I don't know if I ever will be able to put every important aspects of the topic "money" and "economics" down here, especially in English. (not that I'm that wise and knowledgeable)

Money functions: 1. Measure of value (unite of account) 2. Medium of exchange (transaction) 3. Store of value (savings) 4. Standard of deferred payment (when you pay later or sooner for something). The price of money is the interest rate. These principles form the base of all modern monetary theories.

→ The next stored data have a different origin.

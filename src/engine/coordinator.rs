// src/engine/coordinator.rs

//! The watcher coordinator.
//!
//! Owns every live [`TailReader`] (keyed by rule id), keeps that set in sync
//! with the rule list, and turns reader output into match handling.
//!
//! Two kinds of context touch it:
//! - The coordinating context (the runtime task) calls the `&mut self`
//!   methods. History, arbitration, the governor and every collaborator call
//!   live here.
//! - Reader tasks call into an [`EntrySink`], which only touches the shared
//!   watch table (under its mutex) and forwards hits over a channel.

use std::collections::{HashMap, HashSet};
use std::path::PathBuf;
use std::sync::{Arc, Mutex, MutexGuard, Weak};
use std::time::Duration;

use tokio::sync::mpsc;
use tracing::{debug, error, info, warn};

use crate::clock::Clock;
use crate::config::model::MonitorSection;
use crate::config::store::ConfigStore;
use crate::engine::alerts::{AlertPresenter, MissingFileChoice};
use crate::engine::reconcile::{plan_reconcile, validate_path};
use crate::engine::{MatchHit, MonitorEvent, MAX_WATCHER_COUNT};
use crate::errors::{CapacityError, FileAccessError, WatcherError};
use crate::fs::{FileSystem, PathExpander};
use crate::history::{EventHistory, FrequencyWarning, MatchEvent, FREQUENCY_WARNING_THRESHOLD};
use crate::pattern::PatternEngine;
use crate::signal::{
    ActiveSignal, Cadence, Decision, GovernorSettings, PerformanceGovernor, Renderer,
    SignalArbiter, DEFAULT_DEBOUNCE,
};
use crate::tail::{ChangeSource, LineSink, ReadLimits, TailReader};
use crate::types::{Rule, RuleId, RuleSnapshot};

/// Everything outside the core that the coordinator talks to.
pub struct Collaborators {
    pub fs: Arc<dyn FileSystem>,
    pub changes: Arc<dyn ChangeSource>,
    pub expander: Arc<dyn PathExpander>,
    pub clock: Arc<dyn Clock>,
    pub config: Box<dyn ConfigStore>,
    pub renderer: Box<dyn Renderer>,
    pub alerts: Box<dyn AlertPresenter>,
}

#[derive(Debug, Clone, Copy, PartialEq, Eq)]
pub struct CoordinatorSettings {
    pub debounce: Duration,
    pub governor: GovernorSettings,
    pub frequency_threshold: u32,
    pub max_watchers: usize,
    pub read_limits: ReadLimits,
}

impl Default for CoordinatorSettings {
    fn default() -> Self {
        Self {
            debounce: DEFAULT_DEBOUNCE,
            governor: GovernorSettings::default(),
            frequency_threshold: FREQUENCY_WARNING_THRESHOLD,
            max_watchers: MAX_WATCHER_COUNT,
            read_limits: ReadLimits::default(),
        }
    }
}

impl CoordinatorSettings {
    pub fn from_monitor(monitor: &MonitorSection) -> Self {
        Self {
            debounce: monitor.debounce(),
            governor: monitor.governor_settings(),
            frequency_threshold: monitor.frequency_threshold,
            ..Self::default()
        }
    }
}

/// Live pairing of a rule snapshot with its reader.
struct WatchEntry {
    snapshot: RuleSnapshot,
    reader: TailReader,
    lines_read: u64,
    /// Distinguishes this entry from earlier entries of the same rule id, so
    /// late callbacks from a replaced reader are ignored.
    generation: u64,
}

#[derive(Default)]
struct WatchTable {
    entries: HashMap<RuleId, WatchEntry>,
    /// Rules whose next watcher failure should not raise an alert.
    suppressed_alerts: HashSet<RuleId>,
}

fn lock_table(table: &Mutex<WatchTable>) -> MutexGuard<'_, WatchTable> {
    table.lock().unwrap_or_else(|poisoned| {
        warn!("watch table mutex poisoned; continuing with inner state");
        poisoned.into_inner()
    })
}

/// Callback handle given to one reader. Holds the table weakly so readers
/// never keep the coordinator's state alive.
struct EntrySink {
    rule_id: RuleId,
    generation: u64,
    table: Weak<Mutex<WatchTable>>,
    events_tx: mpsc::UnboundedSender<MonitorEvent>,
}

impl LineSink for EntrySink {
    fn deliver(&self, lines: Vec<String>) {
        let Some(table) = self.table.upgrade() else {
            return;
        };

        let (snapshot, first_line) = {
            let guard = lock_table(&table);
            match guard.entries.get(&self.rule_id) {
                Some(entry) if entry.generation == self.generation => {
                    (entry.snapshot.clone(), entry.lines_read)
                }
                _ => return,
            }
        };

        // Evaluate without holding the lock.
        let pattern = &snapshot.rule.pattern;
        let hits: Vec<(u64, &String)> =
            PatternEngine::matching_indices(lines.iter().map(String::as_str), pattern)
                .into_iter()
                .map(|idx| (first_line + idx as u64 + 1, &lines[idx]))
                .collect();

        {
            let mut guard = lock_table(&table);
            match guard.entries.get_mut(&self.rule_id) {
                Some(entry) if entry.generation == self.generation => {
                    entry.lines_read += lines.len() as u64;
                }
                _ => return,
            }
        }

        if !hits.is_empty() {
            debug!(
                rule = %self.rule_id,
                lines = lines.len(),
                matches = hits.len(),
                "batch evaluated"
            );
        }

        for (line_number, line) in hits {
            let hit = MatchHit {
                rule: snapshot.clone(),
                generation: self.generation,
                line: line.clone(),
                line_number,
            };
            if self.events_tx.send(MonitorEvent::Matched(hit)).is_err() {
                debug!(rule = %self.rule_id, "runtime channel closed; dropping matches");
                return;
            }
        }
    }

    fn fail(&self, error: WatcherError) {
        let _ = self.events_tx.send(MonitorEvent::WatcherFailed {
            rule_id: self.rule_id.clone(),
            generation: self.generation,
            error,
        });
    }
}

/// Per-watcher view for status reporting.
#[derive(Debug, Clone, PartialEq, Eq)]
pub struct WatchStatus {
    pub rule_id: RuleId,
    pub rule_name: String,
    pub path: PathBuf,
    pub priority: usize,
    pub lines_read: u64,
}

#[derive(Debug, Clone, PartialEq, Eq)]
pub struct CoordinatorStatus {
    /// Sorted by priority.
    pub watchers: Vec<WatchStatus>,
    pub active_signal: Option<ActiveSignal>,
    pub cadence: Cadence,
    pub history_len: usize,
    pub warnings: Vec<FrequencyWarning>,
}

pub struct WatcherCoordinator {
    fs: Arc<dyn FileSystem>,
    changes: Arc<dyn ChangeSource>,
    expander: Arc<dyn PathExpander>,
    clock: Arc<dyn Clock>,
    config: Box<dyn ConfigStore>,
    renderer: Box<dyn Renderer>,
    alerts: Box<dyn AlertPresenter>,

    table: Arc<Mutex<WatchTable>>,
    events_tx: mpsc::UnboundedSender<MonitorEvent>,

    history: EventHistory,
    arbiter: SignalArbiter,
    governor: PerformanceGovernor,

    settings: CoordinatorSettings,
    capacity_alert_armed: bool,
    next_generation: u64,
}

impl std::fmt::Debug for WatcherCoordinator {
    fn fmt(&self, f: &mut std::fmt::Formatter<'_>) -> std::fmt::Result {
        f.debug_struct("WatcherCoordinator")
            .field("watchers", &self.watcher_count())
            .field("history", &self.history.len())
            .field("active", &self.arbiter.active())
            .finish_non_exhaustive()
    }
}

Today's money is credit money, as opposed to golden (metal) based money, issued by banks and the government ('s bank) (with a multiplying factor between them) . http://wfhummel.net/innes.html

Economic cycles have many different causes. IMO some of the most important factors are: 1. Supply does not meet demand, structurally. 2. Even more when you take into account solvency (you have to have money and needs at the same time to buy). 2a. Polarized society. Poor people have needs but no money, wealthy people have money but not much of need. 3. Geographical/political/cultural differences and tensions. Availability. 4. The already alluded preference for income from shares (profit) over wages (work). Again, polarizing society (shareholders-workers). 4a. Also, minimal wages and (downward) rigid wages (e.g. http://www.ecb.int/pub/pdf/scpwps/ecbwp1105.pdf) 5. More efficient technology isn't necessarily a problem.

(I have to go now for a concert, Mozart: Requiem.)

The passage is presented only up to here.